6.       ASSIGNMENT OF INVENTIONS AND AGREEMENT TO COMPANY POLICIES

         You agree to execute a customary form of Confidential Information and
Invention Assignment Agreement which obligates you to protect the Company's
proprietary and confidential information against disclosure, assign to the
Company, subject to applicable limitation of State law any inventions created
by you in the course of your employment in the form attached as Appendix "A",
and accept the Company's Voice-mail Policy and E-mail Policy attached as
Appendix "B".  You shall be eligible to participate in the existing plans for
group life, health and accident insurance plans, and as the Company may adopt
in the future.

7.       NON-COMPETITION

A.       You agree that during the term of this agreement and for a period of
two (2) years after the termination of your employment for any reason
whatsoever or for no reason, you shall not:

1.        directly or indirectly engage, participate or invest in or assist, as
owner, part owner, stockholder, partner, director, officer, trustee, employee,
agent or consultant, or in any other capacity, any business other than the
Company that provides or enables (i) systems for the authorization and
implementation of payments through Internet in connection with transactions
between buyers and sellers of goods, services or information (hereinafter the
"Virtual PIN"), or (ii) a link between Internet E-mail addresses to telephone
numbers using TPC.INT or similar techniques connecting the Virtual PIN with the
telephone (either of the foregoing, a "Competing Business"); provided however
that the prohibition in Section 7.A. 1 (ii) shall only apply for a period of
three (3) months after the termination of your employment for any reason or for
no reason whatsoever; nor,

2.       directly or indirectly contact or solicit any current or former
employee of the Company or any person or entity with whom the Company has had a
business relationship for purposes of entering into a Competing Business or
activity contrary to the best interest of the Company.

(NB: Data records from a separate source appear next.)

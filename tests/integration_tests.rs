// Integration tests for wordle-buddy
// These exercise the library through its public API

use rand::SeedableRng;
use rand::rngs::StdRng;
use std::io::Cursor;
use wordle_buddy::cli::CliInterface;
use wordle_buddy::game_state::{MSG_NOT_IN_LIST, MSG_WON, STORAGE_KEY};
use wordle_buddy::{
    FileStore, Game, GamePhase, LetterStatus, MemoryStore, SavedGame, SessionStore,
    SolverConstraints, decode_state, embedded_wordbank, encode_state, evaluate, filter_candidates,
    game_loop, load_wordbank_from_file, load_wordbank_from_str,
};

const TEST_WORDS: &str = "crane\nslate\nraise\nstare\napple\nallot\npilot\nbrain\ntrace\nabout\n";

fn rng() -> StdRng {
    StdRng::seed_from_u64(7)
}

/// A store that already holds a game with `solution` and no guesses.
fn store_with_solution(solution: &str) -> MemoryStore {
    let saved = SavedGame {
        solution: Some(solution.to_string()),
        ..SavedGame::default()
    };
    let mut store = MemoryStore::new();
    store
        .set(STORAGE_KEY, &encode_state(&saved).unwrap())
        .unwrap();
    store
}

#[test]
fn test_embedded_wordbank_is_usable() {
    let words = embedded_wordbank();
    assert!(words.len() >= 100);
    assert!(words.iter().all(|w| w.len() == 5));
    assert!(words.contains("crane"));
    assert!(words.contains("CRANE"));
}

#[test]
fn test_load_wordbank_from_file() {
    let dir = tempfile::tempdir().unwrap();
    let path = dir.path().join("words.txt");
    std::fs::write(&path, "Crane\n  slate \ntoolong\nab\n\nPILOT\n").unwrap();

    let words = load_wordbank_from_file(&path).unwrap();
    assert_eq!(words.as_slice(), ["crane", "slate", "pilot"]);
}

#[test]
fn test_load_wordbank_missing_file_is_an_error() {
    let dir = tempfile::tempdir().unwrap();
    let result = load_wordbank_from_file(dir.path().join("missing.txt"));
    assert!(matches!(result, Err(wordle_buddy::Error::WordList { .. })));
}

#[test]
fn test_game_win_via_keyboard_actions() {
    let words = load_wordbank_from_str(TEST_WORDS);
    let mut game = Game::new(words, store_with_solution("crane"), rng());
    assert_eq!(game.solution(), Some("crane"));

    for c in "slate".chars() {
        game.handle_letter_input(c);
    }
    game.handle_submit_guess();
    assert_eq!(game.guesses(), ["slate"]);
    assert_eq!(game.statuses()[0], evaluate("slate", "crane"));
    assert_eq!(game.phase(), GamePhase::Playing);

    for c in "crane".chars() {
        game.handle_letter_input(c);
    }
    game.handle_submit_guess();
    assert_eq!(game.phase(), GamePhase::Won);
    assert_eq!(game.message(), MSG_WON);
    assert_eq!(game.keyboard_statuses().get(&'C'), Some(&LetterStatus::Correct));
}

#[test]
fn test_game_rejects_unknown_word_without_using_a_row() {
    let words = load_wordbank_from_str(TEST_WORDS);
    let mut game = Game::new(words, store_with_solution("crane"), rng());

    game.enter_word("zzzzz");
    assert_eq!(game.message(), MSG_NOT_IN_LIST);
    assert!(game.guesses().is_empty());
    assert_eq!(game.current_guess(), "ZZZZZ");
}

#[test]
fn test_session_survives_restart_with_file_store() {
    let dir = tempfile::tempdir().unwrap();
    let words = load_wordbank_from_str(TEST_WORDS);

    let (solution, guess) = {
        let mut game = Game::new(words.clone(), FileStore::new(dir.path()), rng());
        let solution = game.solution().unwrap().to_string();
        let guess = words.iter().find(|w| *w != solution).unwrap().to_string();
        game.enter_word(&guess);
        game.handle_letter_input('s');
        game.handle_letter_input('t');
        (solution, guess)
    };

    let game = Game::new(words, FileStore::new(dir.path()), StdRng::seed_from_u64(99));
    assert_eq!(game.solution(), Some(solution.as_str()));
    assert_eq!(game.guesses(), [guess]);
    assert_eq!(game.current_guess(), "ST");
}

#[test]
fn test_saved_game_from_other_word_list_is_discarded() {
    let words = load_wordbank_from_str(TEST_WORDS);
    let game = Game::new(words, store_with_solution("zebra"), rng());
    let solution = game.solution().unwrap();
    assert_ne!(solution, "zebra");
    assert!(TEST_WORDS.lines().any(|w| w == solution));
}

#[test]
fn test_plain_json_saved_game_is_restored() {
    let json = r#"{"solution":"pilot","guesses":["allot"],"statuses":[["absent","absent","correct","correct","correct"]],"currentGuess":"","message":"","gameState":"playing"}"#;
    let mut store = MemoryStore::new();
    store.set(STORAGE_KEY, json).unwrap();

    let words = load_wordbank_from_str(TEST_WORDS);
    let game = Game::new(words, store, rng());
    assert_eq!(game.solution(), Some("pilot"));
    assert_eq!(game.guesses(), ["allot"]);

    // Written back in the encoded form.
    let raw = game.store().get(STORAGE_KEY).unwrap().unwrap();
    assert!(!raw.starts_with('{'));
    assert_eq!(decode_state(&raw).unwrap().guesses, ["allot"]);
}

#[test]
fn test_console_loop_plays_to_a_win() {
    let words = load_wordbank_from_str(TEST_WORDS);
    let mut game = Game::new(words, store_with_solution("brain"), rng());
    let mut interface = CliInterface::new(Cursor::new("trace\n\nbrain\n"));

    game_loop(&mut game, &mut interface);

    assert_eq!(game.phase(), GamePhase::Won);
    assert_eq!(game.guesses(), ["trace", "brain"]);
}

#[test]
fn test_console_loop_plays_to_a_loss() {
    let words = load_wordbank_from_str(TEST_WORDS);
    let mut game = Game::new(words, store_with_solution("crane"), rng());
    let input = "slate\nraise\nstare\napple\nallot\npilot\nbrain\nexit\n";
    let mut interface = CliInterface::new(Cursor::new(input));

    game_loop(&mut game, &mut interface);

    assert_eq!(game.phase(), GamePhase::Lost);
    assert_eq!(game.guesses().len(), 6);
    assert_eq!(game.message(), "The word was CRANE.");
}

#[test]
fn test_console_loop_new_game_after_finish() {
    let words = load_wordbank_from_str(TEST_WORDS);
    let mut game = Game::new(words, store_with_solution("crane"), rng());
    let mut interface = CliInterface::new(Cursor::new("crane\nnext\n"));

    game_loop(&mut game, &mut interface);

    assert_eq!(game.phase(), GamePhase::Playing);
    assert!(game.guesses().is_empty());
}

#[test]
fn test_empty_word_list_leaves_game_idle() {
    let mut game = Game::new(load_wordbank_from_str(""), MemoryStore::new(), rng());
    assert_eq!(game.solution(), None);
    game.enter_word("crane");
    game.start_new_game();
    assert!(game.guesses().is_empty());
    assert!(!game.can_play());
    assert_eq!(game.store().get(STORAGE_KEY).unwrap(), None);
}

#[test]
fn test_solver_over_embedded_list() {
    let words = embedded_wordbank();
    let mut constraints = SolverConstraints::new();
    constraints.set_correct(0, "c");
    constraints.set_correct(4, "e");
    constraints.set_absent("st");

    let results = filter_candidates(&words, &constraints);
    assert!(results.iter().any(|w| w == "crane"));
    assert!(results.len() <= 100);
    for word in &results {
        assert!(word.starts_with('c'));
        assert!(word.ends_with('e'));
        assert!(!word.contains('s') && !word.contains('t'));
    }
}

#[test]
fn test_solver_agrees_with_evaluation() {
    // Every word consistent with a scored guess must still be a candidate.
    let words = load_wordbank_from_str(TEST_WORDS);
    let row = evaluate("trace", "crane");
    let mut constraints = SolverConstraints::new();
    for (i, (c, status)) in "trace".chars().zip(row).enumerate() {
        match status {
            LetterStatus::Correct => constraints.set_correct(i, &c.to_string()),
            LetterStatus::Present => constraints.set_excluded(i, &c.to_string()),
            LetterStatus::Absent => {}
        }
    }
    constraints.set_absent("t");

    assert_eq!(filter_candidates(&words, &constraints), ["crane"]);
}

3.       The restrictions contained in this paragraph shall apply worldwide,
but shall not prohibit you from purchasing or holding passive investments in
limited partnerships or no more than five percent (5%) of the stock or other
securities of any corporation (regardless of its business) which has securities
listed upon any recognized securities exchange or traded on a recognized market
in the United States.

B.       You expressly agree and acknowledge that the restrictions in this
paragraph shall be deemed and construed as a series of separate covenants, one
for each state in the United States and each province in Canada, and one for
each country in the world outside the United States and Canada.  In the event
that any court of competent jurisdiction shall determine that any one or more
of such covenants are invalid, unenforceable or unreasonable, such
determination shall not affect the validity, enforceability or reasonableness
of any other such covenant, and the remaining covenants shall continue in full
force and effect.





                                    
<PAGE>   5
Dr. Nathaniel S. Borenstein
August 8. 1996
Page 5

C.       You agree that the Paragraph 9, Arbitration and Equitable Relief as
found in Appendix A will apply to any dispute arising from or related to this
Agreement.

8.       REGISTRATION RIGHTS.

A.       The Company agrees that, in the event of a public offering of its
common stock after its Initial Public Offering and subject to any Registration
Rights Agreement then in effect, you may include in the registration statement
pro rata any stock of the Company owned by you, subject to such conditions and
restrictions as the underwriter of any such offering may reasonably impose on
you and other individuals wishing to sell shares in such offering.

B.       All costs incurred in connection with such registration shall be borne
by the Company, other than (i) costs of separate counsel, if any, retained by
you in connection with such registration, and (ii) commissions, selling
expenses or other similar charges applicable to the stock sold by you pursuant
to such registration.  You further agree to execute and deliver any
indemnification, holdback or other agreements required by such underwriter.

9.       PRIOR AGREEMENTS: SATISFACTION.

         You represent and warrant that no prior contract or agreement to which
you are a party or any prior performance of any such agreement will interfere
in any manner, or conflicts with, the terms of and complete performance of
this agreement.  Further, the parties agree that each has performed all its
obligations as found in any prior agreements between the parties and this
Agreement is the sole understanding between them.

10.      MISCELLANEOUS.

A.       This agreement contains the entire agreement between us and supersedes
all prior oral and written understandings between us with respect to the
subject matter hereof. This agreement cannot be modified except by a written
agreement signed by both the Company and you.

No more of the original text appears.